● Goal of the exercise
The answer is the set of lines that include "InvalidUrl", copied from the data below.

Start of Records to process

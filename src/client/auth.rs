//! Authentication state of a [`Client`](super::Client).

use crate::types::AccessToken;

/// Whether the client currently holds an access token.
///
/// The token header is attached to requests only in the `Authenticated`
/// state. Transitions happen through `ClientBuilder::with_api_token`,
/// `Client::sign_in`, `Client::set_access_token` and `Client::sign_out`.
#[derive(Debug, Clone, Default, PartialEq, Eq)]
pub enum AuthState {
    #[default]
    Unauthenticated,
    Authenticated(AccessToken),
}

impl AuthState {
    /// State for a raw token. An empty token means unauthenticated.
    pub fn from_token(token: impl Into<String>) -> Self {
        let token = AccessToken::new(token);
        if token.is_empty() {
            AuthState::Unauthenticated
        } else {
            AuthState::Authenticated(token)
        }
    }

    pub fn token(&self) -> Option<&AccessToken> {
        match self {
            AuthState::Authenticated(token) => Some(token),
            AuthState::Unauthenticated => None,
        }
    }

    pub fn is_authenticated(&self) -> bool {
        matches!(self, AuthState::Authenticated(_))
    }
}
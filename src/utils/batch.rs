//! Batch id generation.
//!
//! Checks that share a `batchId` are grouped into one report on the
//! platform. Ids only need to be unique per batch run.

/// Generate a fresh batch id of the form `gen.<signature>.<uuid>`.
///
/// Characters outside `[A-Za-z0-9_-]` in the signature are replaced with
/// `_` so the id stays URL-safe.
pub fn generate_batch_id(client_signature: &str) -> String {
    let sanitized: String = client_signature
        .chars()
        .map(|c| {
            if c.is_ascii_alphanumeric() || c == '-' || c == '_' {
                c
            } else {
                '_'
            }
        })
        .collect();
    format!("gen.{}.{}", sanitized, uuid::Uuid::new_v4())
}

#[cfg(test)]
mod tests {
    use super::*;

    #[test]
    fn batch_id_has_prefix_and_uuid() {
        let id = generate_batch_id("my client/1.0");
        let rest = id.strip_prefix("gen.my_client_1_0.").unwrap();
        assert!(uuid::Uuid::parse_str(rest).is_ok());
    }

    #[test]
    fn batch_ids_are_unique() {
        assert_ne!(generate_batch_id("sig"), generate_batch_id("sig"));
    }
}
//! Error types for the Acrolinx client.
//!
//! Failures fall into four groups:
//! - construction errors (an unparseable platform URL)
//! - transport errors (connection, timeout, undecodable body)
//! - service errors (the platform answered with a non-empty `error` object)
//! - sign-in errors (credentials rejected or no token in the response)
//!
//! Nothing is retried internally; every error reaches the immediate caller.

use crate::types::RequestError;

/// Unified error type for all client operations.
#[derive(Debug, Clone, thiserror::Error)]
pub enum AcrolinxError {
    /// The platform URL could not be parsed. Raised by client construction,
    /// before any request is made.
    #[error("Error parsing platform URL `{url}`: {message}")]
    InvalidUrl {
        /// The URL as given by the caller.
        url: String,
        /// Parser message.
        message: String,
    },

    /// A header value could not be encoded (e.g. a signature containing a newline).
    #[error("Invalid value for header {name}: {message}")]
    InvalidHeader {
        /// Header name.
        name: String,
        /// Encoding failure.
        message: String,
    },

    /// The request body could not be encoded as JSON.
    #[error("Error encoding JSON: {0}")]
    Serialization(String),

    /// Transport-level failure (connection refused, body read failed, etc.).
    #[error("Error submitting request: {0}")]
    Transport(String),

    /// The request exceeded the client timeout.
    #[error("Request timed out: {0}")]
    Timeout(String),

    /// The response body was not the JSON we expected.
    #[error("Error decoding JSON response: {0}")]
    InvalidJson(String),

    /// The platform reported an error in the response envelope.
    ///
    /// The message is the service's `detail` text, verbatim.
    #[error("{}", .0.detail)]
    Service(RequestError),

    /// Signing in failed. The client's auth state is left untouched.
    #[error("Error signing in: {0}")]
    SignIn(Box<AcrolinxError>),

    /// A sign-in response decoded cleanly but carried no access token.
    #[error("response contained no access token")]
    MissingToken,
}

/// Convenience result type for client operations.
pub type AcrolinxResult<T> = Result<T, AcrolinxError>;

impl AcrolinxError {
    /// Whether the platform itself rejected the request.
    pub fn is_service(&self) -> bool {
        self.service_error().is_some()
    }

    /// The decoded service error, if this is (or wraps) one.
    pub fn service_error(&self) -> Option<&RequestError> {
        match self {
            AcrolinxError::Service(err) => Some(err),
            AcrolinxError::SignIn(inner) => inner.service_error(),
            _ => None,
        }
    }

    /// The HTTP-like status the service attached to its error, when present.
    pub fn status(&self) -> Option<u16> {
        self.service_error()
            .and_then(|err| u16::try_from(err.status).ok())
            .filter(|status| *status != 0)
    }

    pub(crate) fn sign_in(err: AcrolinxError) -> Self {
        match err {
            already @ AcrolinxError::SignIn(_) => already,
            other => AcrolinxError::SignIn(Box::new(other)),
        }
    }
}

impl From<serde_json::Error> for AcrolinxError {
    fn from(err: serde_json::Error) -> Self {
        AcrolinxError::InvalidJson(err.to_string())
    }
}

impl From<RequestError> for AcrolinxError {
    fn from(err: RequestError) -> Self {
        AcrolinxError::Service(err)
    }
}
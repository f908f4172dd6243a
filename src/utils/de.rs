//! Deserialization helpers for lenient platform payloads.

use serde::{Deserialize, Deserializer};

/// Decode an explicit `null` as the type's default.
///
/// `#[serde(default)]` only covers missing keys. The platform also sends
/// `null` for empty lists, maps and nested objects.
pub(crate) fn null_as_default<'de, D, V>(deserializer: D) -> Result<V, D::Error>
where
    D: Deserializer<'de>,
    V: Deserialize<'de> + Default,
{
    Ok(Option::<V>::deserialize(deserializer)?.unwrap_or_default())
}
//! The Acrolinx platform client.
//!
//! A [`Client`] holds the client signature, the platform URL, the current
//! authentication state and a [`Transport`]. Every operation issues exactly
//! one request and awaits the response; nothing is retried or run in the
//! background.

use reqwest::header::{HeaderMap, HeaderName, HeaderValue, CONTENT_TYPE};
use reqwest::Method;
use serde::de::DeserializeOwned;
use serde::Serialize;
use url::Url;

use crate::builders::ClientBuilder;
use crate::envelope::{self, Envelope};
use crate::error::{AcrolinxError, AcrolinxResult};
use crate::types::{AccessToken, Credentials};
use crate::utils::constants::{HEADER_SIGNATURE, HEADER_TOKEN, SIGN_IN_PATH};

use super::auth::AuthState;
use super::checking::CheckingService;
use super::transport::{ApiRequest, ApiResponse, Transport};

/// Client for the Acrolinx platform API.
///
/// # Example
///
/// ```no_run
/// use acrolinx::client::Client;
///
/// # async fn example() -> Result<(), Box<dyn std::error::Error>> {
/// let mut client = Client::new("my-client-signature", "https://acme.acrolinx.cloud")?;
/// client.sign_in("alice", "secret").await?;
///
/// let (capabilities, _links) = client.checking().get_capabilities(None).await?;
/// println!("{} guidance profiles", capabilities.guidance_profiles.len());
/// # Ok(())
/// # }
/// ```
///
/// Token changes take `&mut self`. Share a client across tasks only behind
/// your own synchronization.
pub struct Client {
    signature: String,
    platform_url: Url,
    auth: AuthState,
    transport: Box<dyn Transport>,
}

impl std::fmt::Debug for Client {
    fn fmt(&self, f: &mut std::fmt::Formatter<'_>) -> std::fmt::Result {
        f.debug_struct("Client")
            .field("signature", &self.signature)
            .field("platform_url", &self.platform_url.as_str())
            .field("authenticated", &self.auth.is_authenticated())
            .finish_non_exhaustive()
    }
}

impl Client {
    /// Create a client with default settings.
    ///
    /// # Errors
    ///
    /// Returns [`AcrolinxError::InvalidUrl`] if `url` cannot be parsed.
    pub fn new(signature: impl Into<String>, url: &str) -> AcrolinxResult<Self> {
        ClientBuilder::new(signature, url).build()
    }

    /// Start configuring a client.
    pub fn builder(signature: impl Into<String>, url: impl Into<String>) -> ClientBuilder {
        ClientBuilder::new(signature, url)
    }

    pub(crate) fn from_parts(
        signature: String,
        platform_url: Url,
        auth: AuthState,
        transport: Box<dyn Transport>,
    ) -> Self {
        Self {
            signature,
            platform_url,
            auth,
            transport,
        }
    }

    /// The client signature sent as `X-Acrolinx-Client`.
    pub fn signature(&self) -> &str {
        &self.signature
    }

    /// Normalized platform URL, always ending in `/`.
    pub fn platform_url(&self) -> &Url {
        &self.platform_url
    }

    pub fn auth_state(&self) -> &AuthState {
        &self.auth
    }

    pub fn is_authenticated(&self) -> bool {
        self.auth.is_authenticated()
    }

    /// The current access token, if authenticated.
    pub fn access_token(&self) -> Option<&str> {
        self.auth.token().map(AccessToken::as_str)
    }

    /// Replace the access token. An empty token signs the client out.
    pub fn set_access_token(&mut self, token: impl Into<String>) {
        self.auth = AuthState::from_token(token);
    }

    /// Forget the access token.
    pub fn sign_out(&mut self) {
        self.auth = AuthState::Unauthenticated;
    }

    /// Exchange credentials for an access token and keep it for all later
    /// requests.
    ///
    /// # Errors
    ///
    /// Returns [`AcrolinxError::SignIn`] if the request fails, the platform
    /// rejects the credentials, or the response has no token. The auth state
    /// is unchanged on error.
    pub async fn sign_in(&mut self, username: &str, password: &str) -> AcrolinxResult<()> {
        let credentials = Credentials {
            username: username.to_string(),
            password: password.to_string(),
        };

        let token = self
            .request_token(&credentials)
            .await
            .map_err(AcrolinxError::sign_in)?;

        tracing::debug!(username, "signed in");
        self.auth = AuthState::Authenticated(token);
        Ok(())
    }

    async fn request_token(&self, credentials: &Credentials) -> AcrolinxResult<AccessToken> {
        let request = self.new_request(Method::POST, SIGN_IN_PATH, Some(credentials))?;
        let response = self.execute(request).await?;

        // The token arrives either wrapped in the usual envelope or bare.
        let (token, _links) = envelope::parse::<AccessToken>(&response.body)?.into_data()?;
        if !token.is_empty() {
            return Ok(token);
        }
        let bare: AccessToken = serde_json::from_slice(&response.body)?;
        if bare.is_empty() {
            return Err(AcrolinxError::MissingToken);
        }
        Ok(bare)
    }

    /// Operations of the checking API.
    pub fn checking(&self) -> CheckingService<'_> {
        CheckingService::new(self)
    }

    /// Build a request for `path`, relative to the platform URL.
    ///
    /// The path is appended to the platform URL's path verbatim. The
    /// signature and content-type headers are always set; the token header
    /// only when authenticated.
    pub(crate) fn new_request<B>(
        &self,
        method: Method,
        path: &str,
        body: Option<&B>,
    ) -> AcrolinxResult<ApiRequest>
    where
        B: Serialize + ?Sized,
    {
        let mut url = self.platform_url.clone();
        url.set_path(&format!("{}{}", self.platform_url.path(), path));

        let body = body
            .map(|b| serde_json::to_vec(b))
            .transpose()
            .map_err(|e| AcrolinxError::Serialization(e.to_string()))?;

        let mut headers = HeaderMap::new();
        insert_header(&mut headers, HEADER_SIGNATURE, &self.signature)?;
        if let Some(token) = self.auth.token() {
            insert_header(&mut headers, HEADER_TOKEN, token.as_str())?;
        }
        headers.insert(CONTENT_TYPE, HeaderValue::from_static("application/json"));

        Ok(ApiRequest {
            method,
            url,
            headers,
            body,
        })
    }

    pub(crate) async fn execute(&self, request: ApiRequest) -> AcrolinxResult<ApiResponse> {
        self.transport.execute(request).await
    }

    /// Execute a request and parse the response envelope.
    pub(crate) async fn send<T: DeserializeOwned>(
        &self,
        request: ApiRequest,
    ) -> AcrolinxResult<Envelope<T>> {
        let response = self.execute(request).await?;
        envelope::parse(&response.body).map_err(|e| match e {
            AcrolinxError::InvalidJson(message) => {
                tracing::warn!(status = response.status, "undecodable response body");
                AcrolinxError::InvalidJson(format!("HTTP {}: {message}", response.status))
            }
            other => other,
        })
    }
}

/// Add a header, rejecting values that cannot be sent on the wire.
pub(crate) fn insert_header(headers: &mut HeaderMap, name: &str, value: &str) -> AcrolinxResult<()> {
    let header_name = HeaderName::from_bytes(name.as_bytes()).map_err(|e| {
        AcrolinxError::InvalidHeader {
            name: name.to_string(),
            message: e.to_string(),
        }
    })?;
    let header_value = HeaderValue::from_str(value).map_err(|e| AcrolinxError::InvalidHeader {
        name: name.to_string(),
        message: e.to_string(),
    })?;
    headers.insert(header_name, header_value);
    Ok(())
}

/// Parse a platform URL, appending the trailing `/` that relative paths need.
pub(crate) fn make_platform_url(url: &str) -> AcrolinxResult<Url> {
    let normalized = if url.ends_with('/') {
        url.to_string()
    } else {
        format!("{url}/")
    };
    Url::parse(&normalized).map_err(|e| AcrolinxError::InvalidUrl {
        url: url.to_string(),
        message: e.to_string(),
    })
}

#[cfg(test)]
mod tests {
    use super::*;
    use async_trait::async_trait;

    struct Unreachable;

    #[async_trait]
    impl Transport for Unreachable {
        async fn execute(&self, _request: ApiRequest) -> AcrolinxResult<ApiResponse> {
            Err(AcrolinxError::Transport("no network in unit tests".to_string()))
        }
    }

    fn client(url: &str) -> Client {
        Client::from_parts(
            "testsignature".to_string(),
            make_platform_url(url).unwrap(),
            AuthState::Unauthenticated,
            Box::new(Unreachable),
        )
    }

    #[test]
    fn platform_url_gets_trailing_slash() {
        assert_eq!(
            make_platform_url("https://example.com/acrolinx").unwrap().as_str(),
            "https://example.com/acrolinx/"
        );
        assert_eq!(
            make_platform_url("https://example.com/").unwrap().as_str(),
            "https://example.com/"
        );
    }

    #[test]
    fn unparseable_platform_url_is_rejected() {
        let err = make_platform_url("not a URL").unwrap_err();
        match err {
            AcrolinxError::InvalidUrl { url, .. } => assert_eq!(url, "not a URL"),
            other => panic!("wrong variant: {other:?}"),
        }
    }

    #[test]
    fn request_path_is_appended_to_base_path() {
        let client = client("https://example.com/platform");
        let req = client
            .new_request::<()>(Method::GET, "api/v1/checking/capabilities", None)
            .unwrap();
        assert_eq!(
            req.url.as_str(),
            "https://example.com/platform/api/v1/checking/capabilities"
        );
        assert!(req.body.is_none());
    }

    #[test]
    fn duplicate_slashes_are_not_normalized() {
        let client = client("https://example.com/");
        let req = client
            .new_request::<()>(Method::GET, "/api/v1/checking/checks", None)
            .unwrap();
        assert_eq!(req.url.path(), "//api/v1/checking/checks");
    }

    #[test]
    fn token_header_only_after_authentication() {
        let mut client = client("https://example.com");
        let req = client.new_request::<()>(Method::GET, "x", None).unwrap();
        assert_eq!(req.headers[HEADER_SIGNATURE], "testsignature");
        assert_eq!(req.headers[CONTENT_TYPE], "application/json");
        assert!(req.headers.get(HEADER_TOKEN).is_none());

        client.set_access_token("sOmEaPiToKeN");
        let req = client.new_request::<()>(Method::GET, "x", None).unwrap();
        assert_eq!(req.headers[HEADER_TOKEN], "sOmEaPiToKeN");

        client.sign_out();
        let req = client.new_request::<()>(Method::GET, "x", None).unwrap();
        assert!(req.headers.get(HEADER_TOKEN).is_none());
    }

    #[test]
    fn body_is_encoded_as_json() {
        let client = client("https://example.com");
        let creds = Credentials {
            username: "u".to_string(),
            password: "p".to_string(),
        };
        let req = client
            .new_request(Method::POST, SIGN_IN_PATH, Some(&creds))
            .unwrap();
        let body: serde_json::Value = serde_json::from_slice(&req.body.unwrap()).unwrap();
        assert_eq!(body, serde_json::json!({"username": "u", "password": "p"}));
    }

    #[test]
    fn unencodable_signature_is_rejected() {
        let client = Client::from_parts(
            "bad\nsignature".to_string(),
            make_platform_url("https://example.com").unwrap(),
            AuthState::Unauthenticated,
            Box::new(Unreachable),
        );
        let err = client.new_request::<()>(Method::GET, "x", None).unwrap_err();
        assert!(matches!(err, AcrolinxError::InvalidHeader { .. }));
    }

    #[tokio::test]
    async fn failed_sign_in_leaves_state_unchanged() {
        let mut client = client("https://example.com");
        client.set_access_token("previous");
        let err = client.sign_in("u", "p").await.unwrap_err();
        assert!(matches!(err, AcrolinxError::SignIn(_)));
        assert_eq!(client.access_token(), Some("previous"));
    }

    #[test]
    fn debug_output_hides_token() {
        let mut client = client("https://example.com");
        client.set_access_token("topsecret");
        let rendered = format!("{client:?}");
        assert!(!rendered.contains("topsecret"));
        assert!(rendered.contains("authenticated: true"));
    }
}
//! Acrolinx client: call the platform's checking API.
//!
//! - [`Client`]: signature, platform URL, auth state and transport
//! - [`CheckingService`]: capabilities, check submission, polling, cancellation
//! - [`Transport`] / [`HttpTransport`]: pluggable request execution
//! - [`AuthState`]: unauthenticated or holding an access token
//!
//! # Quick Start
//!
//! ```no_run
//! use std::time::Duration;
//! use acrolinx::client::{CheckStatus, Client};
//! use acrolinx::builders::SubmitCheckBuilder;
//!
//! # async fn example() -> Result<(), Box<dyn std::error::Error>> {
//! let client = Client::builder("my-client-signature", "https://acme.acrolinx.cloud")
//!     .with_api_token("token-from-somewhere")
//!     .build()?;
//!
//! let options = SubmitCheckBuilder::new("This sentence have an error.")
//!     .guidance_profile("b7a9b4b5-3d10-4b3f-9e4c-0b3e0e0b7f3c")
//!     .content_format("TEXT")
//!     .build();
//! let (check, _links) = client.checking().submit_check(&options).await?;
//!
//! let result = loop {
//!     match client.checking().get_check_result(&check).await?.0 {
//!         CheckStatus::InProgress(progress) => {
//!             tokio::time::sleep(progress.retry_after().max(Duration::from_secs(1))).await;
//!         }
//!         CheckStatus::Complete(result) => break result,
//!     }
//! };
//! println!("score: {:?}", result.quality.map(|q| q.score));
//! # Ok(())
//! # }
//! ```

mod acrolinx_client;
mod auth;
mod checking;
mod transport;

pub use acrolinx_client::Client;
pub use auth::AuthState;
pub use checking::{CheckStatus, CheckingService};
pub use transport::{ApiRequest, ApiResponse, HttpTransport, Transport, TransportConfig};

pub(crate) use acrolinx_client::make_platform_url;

End of Records to process

● Answer to the exercise
    InvalidUrl {
    /// Returns [`AcrolinxError::InvalidUrl`] if `url` cannot be parsed.
    Url::parse(&normalized).map_err(|e| AcrolinxError::InvalidUrl {
            AcrolinxError::InvalidUrl { url, .. } => assert_eq!(url, "not a URL"),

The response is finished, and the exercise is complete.